Stored items

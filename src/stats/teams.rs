//! NBA team directory and matchup parsing.

use crate::cli::types::{Conference, Division};

/// One NBA franchise.
#[derive(Debug, Clone, Copy, PartialEq, Eq)]
pub struct Team {
    pub name: &'static str,
    pub abbreviation: &'static str,
    pub division: Division,
}

impl Team {
    pub fn conference(&self) -> Conference {
        self.division.conference()
    }
}

const fn team(name: &'static str, abbreviation: &'static str, division: Division) -> Team {
    Team {
        name,
        abbreviation,
        division,
    }
}

/// All thirty teams, alphabetical by full name.
pub const NBA_TEAMS: [Team; 30] = [
    team("Atlanta Hawks", "ATL", Division::Southeast),
    team("Boston Celtics", "BOS", Division::Atlantic),
    team("Brooklyn Nets", "BKN", Division::Atlantic),
    team("Charlotte Hornets", "CHA", Division::Southeast),
    team("Chicago Bulls", "CHI", Division::Central),
    team("Cleveland Cavaliers", "CLE", Division::Central),
    team("Dallas Mavericks", "DAL", Division::Southwest),
    team("Denver Nuggets", "DEN", Division::Northwest),
    team("Detroit Pistons", "DET", Division::Central),
    team("Golden State Warriors", "GSW", Division::Pacific),
    team("Houston Rockets", "HOU", Division::Southwest),
    team("Indiana Pacers", "IND", Division::Central),
    team("Los Angeles Clippers", "LAC", Division::Pacific),
    team("Los Angeles Lakers", "LAL", Division::Pacific),
    team("Memphis Grizzlies", "MEM", Division::Southwest),
    team("Miami Heat", "MIA", Division::Southeast),
    team("Milwaukee Bucks", "MIL", Division::Central),
    team("Minnesota Timberwolves", "MIN", Division::Northwest),
    team("New Orleans Pelicans", "NOP", Division::Southwest),
    team("New York Knicks", "NYK", Division::Atlantic),
    team("Oklahoma City Thunder", "OKC", Division::Northwest),
    team("Orlando Magic", "ORL", Division::Southeast),
    team("Philadelphia 76ers", "PHI", Division::Atlantic),
    team("Phoenix Suns", "PHX", Division::Pacific),
    team("Portland Trail Blazers", "POR", Division::Northwest),
    team("Sacramento Kings", "SAC", Division::Pacific),
    team("San Antonio Spurs", "SAS", Division::Southwest),
    team("Toronto Raptors", "TOR", Division::Atlantic),
    team("Utah Jazz", "UTA", Division::Northwest),
    team("Washington Wizards", "WAS", Division::Southeast),
];

/// Look up a team by full name or abbreviation (case-insensitive).
pub fn find_team(name_or_abbr: &str) -> Option<&'static Team> {
    let needle = name_or_abbr.trim();
    NBA_TEAMS.iter().find(|t| {
        t.name.eq_ignore_ascii_case(needle) || t.abbreviation.eq_ignore_ascii_case(needle)
    })
}

pub fn abbreviation_for(name_or_abbr: &str) -> Option<&'static str> {
    find_team(name_or_abbr).map(|t| t.abbreviation)
}

/// Where a game was played from the listed team's point of view.
#[derive(Debug, Clone, Copy, PartialEq, Eq)]
pub enum GameLocation {
    Home,
    Away,
    Unknown,
}

impl GameLocation {
    pub fn as_str(&self) -> &'static str {
        match self {
            GameLocation::Home => "home",
            GameLocation::Away => "away",
            GameLocation::Unknown => "unknown",
        }
    }
}

const HOME_SEPARATOR: &str = " vs. ";
const AWAY_SEPARATOR: &str = " @ ";

/// `LAL vs. BOS` is a home game, `LAL @ BOS` an away game.
pub fn game_location(matchup: &str) -> GameLocation {
    if matchup.contains(HOME_SEPARATOR) {
        GameLocation::Home
    } else if matchup.contains(AWAY_SEPARATOR) {
        GameLocation::Away
    } else {
        GameLocation::Unknown
    }
}

/// The side of `matchup` that is not `team_abbr`.
pub fn opponent_from_matchup<'a>(matchup: &'a str, team_abbr: &str) -> Option<&'a str> {
    let (left, right) = matchup
        .split_once(HOME_SEPARATOR)
        .or_else(|| matchup.split_once(AWAY_SEPARATOR))?;
    let (left, right) = (left.trim(), right.trim());
    if left == team_abbr {
        Some(right)
    } else {
        Some(left)
    }
}

#[cfg(test)]
mod tests {
    use super::*;

    #[test]
    fn test_directory_has_fifteen_per_conference() {
        let east = NBA_TEAMS
            .iter()
            .filter(|t| t.conference() == Conference::East)
            .count();
        assert_eq!(east, 15);
        assert_eq!(NBA_TEAMS.len() - east, 15);
    }

    #[test]
    fn test_find_team_by_name_or_abbreviation() {
        assert_eq!(find_team("Boston Celtics").unwrap().abbreviation, "BOS");
        assert_eq!(find_team("lal").unwrap().name, "Los Angeles Lakers");
        assert_eq!(find_team(" Utah Jazz ").unwrap().division, Division::Northwest);
        assert!(find_team("Seattle SuperSonics").is_none());
    }

    #[test]
    fn test_game_location() {
        assert_eq!(game_location("LAL vs. BOS"), GameLocation::Home);
        assert_eq!(game_location("LAL @ OKC"), GameLocation::Away);
        assert_eq!(game_location("LAL-OKC"), GameLocation::Unknown);
        assert_eq!(GameLocation::Away.as_str(), "away");
    }

    #[test]
    fn test_opponent_from_matchup() {
        assert_eq!(opponent_from_matchup("LAL @ OKC", "LAL"), Some("OKC"));
        assert_eq!(opponent_from_matchup("BOS vs. LAL", "LAL"), Some("BOS"));
        assert_eq!(opponent_from_matchup("NYK @ BOS", "BOS"), Some("NYK"));
        assert_eq!(opponent_from_matchup("LAL-OKC", "LAL"), None);
    }
}
//! Preprocessor binary: builds the global token vocabulary from the entity
//! catalogs, then partitions every event domain into per-user token sequences.
//!
//! ## Input
//!
//! A T-ECD style data directory:
//! - `<domain>/items.pq`, `brands.pq`     — entity catalogs
//! - `<domain>/events/NNNNN.pq`           — one event file per day
//! - `reviews/NNNNN.pq`                   — reviews sit directly under the domain root
//!
//! The layout can be overridden with a JSON config (see `confluence::config`).
//!
//! ## Output
//!
//! - `vocab.parquet`, `vocab_summary.json` — token table and per-namespace id ranges
//! - `shards/shard_{i}.parquet`            — `(user_id, sequence, timestamps)` per user
//!
//! ## Usage
//!
//! ```sh
//! cargo run --release --bin preprocess -- --data-dir dataset/full
//! cargo run --release --bin preprocess -- --config tecd.json --shards 100 --day-end 1200
//! ```

use std::path::PathBuf;

use clap::Parser;
use indicatif::{HumanCount, HumanDuration, ProgressBar, ProgressStyle};
use tracing::{info, warn};

use confluence::common::*;
use confluence::config::PipelineConfig;
use confluence::discovery::DayWindow;
use confluence::partitioner::{DomainOutcome, ShardOutcome, ShardPartitioner};
use confluence::vocab::build_vocabulary_from_catalogs;

// ============================================================================
// CLI
// ============================================================================

#[derive(Parser, Debug)]
#[command(about = "Build the token vocabulary and sharded user sequences")]
struct Args {
    /// Raw dataset root. Required unless --config is given.
    #[arg(long)]
    data_dir: Option<PathBuf>,

    /// Output directory (default: `<data-dir>/processed`).
    #[arg(long)]
    output_dir: Option<PathBuf>,

    /// JSON pipeline config. Without it the built-in T-ECD layout is used.
    #[arg(long)]
    config: Option<PathBuf>,

    /// Number of output shards (overrides the config).
    #[arg(long)]
    shards: Option<u32>,

    /// Only process these domains (comma separated).
    #[arg(long, value_delimiter = ',')]
    domains: Vec<String>,

    /// First day code to include.
    #[arg(long)]
    day_begin: Option<u32>,

    /// Last day code to include.
    #[arg(long)]
    day_end: Option<u32>,

    /// Reuse an existing vocabulary instead of rebuilding it.
    #[arg(long, default_value_t = false)]
    skip_vocab: bool,
}

// ============================================================================
// Main
// ============================================================================

fn main() -> Result<(), Box<dyn std::error::Error>> {
    tracing_subscriber::fmt()
        .with_env_filter(
            tracing_subscriber::EnvFilter::try_from_default_env().unwrap_or_else(|_| "info".into()),
        )
        .init();

    let args = Args::parse();

    let mut config = PipelineConfig::resolve(
        args.config.as_deref(),
        args.data_dir.clone(),
        args.output_dir.clone(),
    )?;
    if let Some(shards) = args.shards {
        config.shard_count = shards;
    }
    if !args.domains.is_empty() {
        config.restrict_domains(&args.domains)?;
    }
    config.validate()?;
    let window = DayWindow {
        begin: args.day_begin,
        end: args.day_end,
    };

    info!("Data dir: {}", config.data_dir.display());
    info!("Output:   {}", config.output_dir.display());
    info!(
        "Domains:  {}",
        config.domains.keys().cloned().collect::<Vec<_>>().join(", ")
    );
    info!("Shards:   {}", config.shard_count);

    let pipeline_start = std::time::Instant::now();
    let vocab_path = config.vocab_path();

    // ── Step 1: Vocabulary ──────────────────────────────────────────────
    if args.skip_vocab {
        info!("Step 1: Reusing vocabulary at {}", vocab_path.display());
    } else {
        info!(
            "Step 1: Assigning token ids from {} catalogs...",
            config.catalogs.len()
        );
        let vocab = build_vocabulary_from_catalogs(&config)?;
        info!(
            "  {} tokens ({} special, {} repeated ids collapsed)",
            HumanCount(vocab.len() as u64),
            config.special_tokens.reserved(),
            HumanCount(vocab.duplicates)
        );
        vocab.write(&config.output_dir)?;
    }

    // ── Step 2: Partition ───────────────────────────────────────────────
    info!("Step 2: Partitioning events into {} shards...", config.shard_count);
    let pb = ProgressBar::new(config.shard_count as u64);
    pb.set_style(
        ProgressStyle::with_template(
            "  Writing    {bar:40.cyan/blue} {pos}/{len} shards [{elapsed_precise}] {msg}",
        )?
        .progress_chars("##-"),
    );

    let rt = tokio::runtime::Builder::new_multi_thread()
        .enable_all()
        .build()?;
    let ctx = session_context();
    let report = rt.block_on(async {
        ShardPartitioner::new(&ctx, &config)
            .run(&vocab_path, &config.shards_dir(), window, |outcome| {
                pb.inc(1);
                if let ShardOutcome::Written { users, .. } = outcome {
                    pb.set_message(format!("{} users", HumanCount(*users)));
                }
            })
            .await
    })?;
    pb.finish_and_clear();

    // ── Summary ─────────────────────────────────────────────────────────
    let elapsed = pipeline_start.elapsed();
    info!("Preprocessing finished in {}", HumanDuration(elapsed));
    for outcome in &report.domains {
        match outcome {
            DomainOutcome::Resolved {
                domain,
                files,
                rows,
                unknown,
            } => info!(
                "  {domain:<12} {:>14} events from {files} files, {} unknown",
                HumanCount(*rows),
                HumanCount(*unknown)
            ),
            DomainOutcome::Skipped { domain, root } => {
                warn!("  {domain:<12} skipped: no files under {}", root.display())
            }
            DomainOutcome::Failed { domain, error } => {
                warn!("  {domain:<12} FAILED: {error}")
            }
        }
    }
    let events = report.total_events();
    info!("  Vocabulary: {} entries", HumanCount(report.vocab_entries));
    info!("  Users:      {}", HumanCount(report.total_users()));
    info!("  Events:     {}", HumanCount(events));
    info!(
        "  Unknown:    {} ({:.3}%)",
        HumanCount(report.total_unknown()),
        100.0 * report.total_unknown() as f64 / events.max(1) as f64
    );

    if !report.is_complete() {
        let failed_shards: Vec<String> = report
            .shards
            .iter()
            .filter_map(|s| match s {
                ShardOutcome::Failed { shard, error } => Some(format!("shard {}: {error}", shard.0)),
                ShardOutcome::Written { .. } => None,
            })
            .collect();
        for line in &failed_shards {
            warn!("  {line}");
        }
        return Err("partition is incomplete: some domains or shards failed, see above".into());
    }
    info!("  Output directory: {}", config.output_dir.display());
    Ok(())
}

- Task statement
Please filter the entries for the word "left" and copy the lines that have it.

- Written answer
    let (left, right) = matchup
    let (left, right) = (left.trim(), right.trim());
    if left == team_abbr {
        Some(left)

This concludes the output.